-- ABOUT THIS EXERCISE --
Print every line below. Match each one exactly.

---------- THE RECORDS

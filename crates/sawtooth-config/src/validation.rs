// Configuration validation
//
// Validates that required fields are present and values are sensible.

use crate::*;
use anyhow::{bail, Result};
use tracing::warn;

pub fn validate_config(config: &RuntimeConfig) -> Result<()> {
    validate_cache_config(&config.cache)?;
    validate_fetch_config(&config.fetch)?;
    validate_sampling_config(&config.sampling)?;
    validate_server_config(&config.server)?;
    Ok(())
}

fn validate_cache_config(config: &CacheConfig) -> Result<()> {
    if config.ttl_secs == 0 {
        bail!("cache.ttl_secs must be greater than 0");
    }
    if config.max_entries == 0 {
        bail!("cache.max_entries must be greater than 0");
    }
    if config.max_entries > 10_000_000 {
        warn!(max_entries = config.max_entries, "cache.max_entries is very large; may cause memory issues");
    }
    Ok(())
}

fn validate_fetch_config(config: &FetchConfig) -> Result<()> {
    if config.worker_pool_size == 0 {
        bail!("fetch.worker_pool_size must be greater than 0");
    }
    if config.timeout_ms == 0 {
        bail!("fetch.timeout_ms must be greater than 0");
    }
    Ok(())
}

fn validate_sampling_config(config: &SamplingConfig) -> Result<()> {
    if !(0.0..=100.0).contains(&config.default_sample_percent) {
        bail!("sampling.default_sample_percent must be between 0 and 100");
    }
    if config.codec_ttl_secs == 0 {
        bail!("sampling.codec_ttl_secs must be greater than 0");
    }
    Ok(())
}

fn validate_server_config(config: &ServerConfig) -> Result<()> {
    if config.listen_addr.is_empty() {
        bail!("server.listen_addr must not be empty");
    }
    if !config.listen_addr.contains(':') {
        bail!("server.listen_addr must be in format 'host:port'");
    }
    Ok(())
}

--------------------

-- TASK RESPONSE --
filename crates/sawtooth-config/src/validation.rs
// Configuration validation
//
// Validates that required fields are present and values are sensible.

use crate::*;
use anyhow::{bail, Result};
use tracing::warn;

pub fn validate_config(config: &RuntimeConfig) -> Result<()> {
    validate_cache_config(&config.cache)?;
    validate_fetch_config(&config.fetch)?;
    validate_sampling_config(&config.sampling)?;
    validate_server_config(&config.server)?;
    Ok(())
}

fn validate_cache_config(config: &CacheConfig) -> Result<()> {
    if config.ttl_secs == 0 {
        bail!("cache.ttl_secs must be greater than 0");
    }
    if config.max_entries == 0 {
        bail!("cache.max_entries must be greater than 0");
    }
    if config.max_entries > 10_000_000 {
        warn!(max_entries = config.max_entries, "cache.max_entries is very large; may cause memory issues");
    }
    Ok(())
}

fn validate_fetch_config(config: &FetchConfig) -> Result<()> {
    if config.worker_pool_size == 0 {
        bail!("fetch.worker_pool_size must be greater than 0");
    }
    if config.timeout_ms == 0 {
        bail!("fetch.timeout_ms must be greater than 0");
    }
    Ok(())
}

fn validate_sampling_config(config: &SamplingConfig) -> Result<()> {
    if !(0.0..=100.0).contains(&config.default_sample_percent) {
        bail!("sampling.default_sample_percent must be between 0 and 100");
    }
    if config.codec_ttl_secs == 0 {
        bail!("sampling.codec_ttl_secs must be greater than 0");
    }
    Ok(())
}

fn validate_server_config(config: &ServerConfig) -> Result<()> {
    if config.listen_addr.is_empty() {
        bail!("server.listen_addr must not be empty");
    }
    if !config.listen_addr.contains(':') {
        bail!("server.listen_addr must be in format 'host:port'");
    }
    Ok(())
}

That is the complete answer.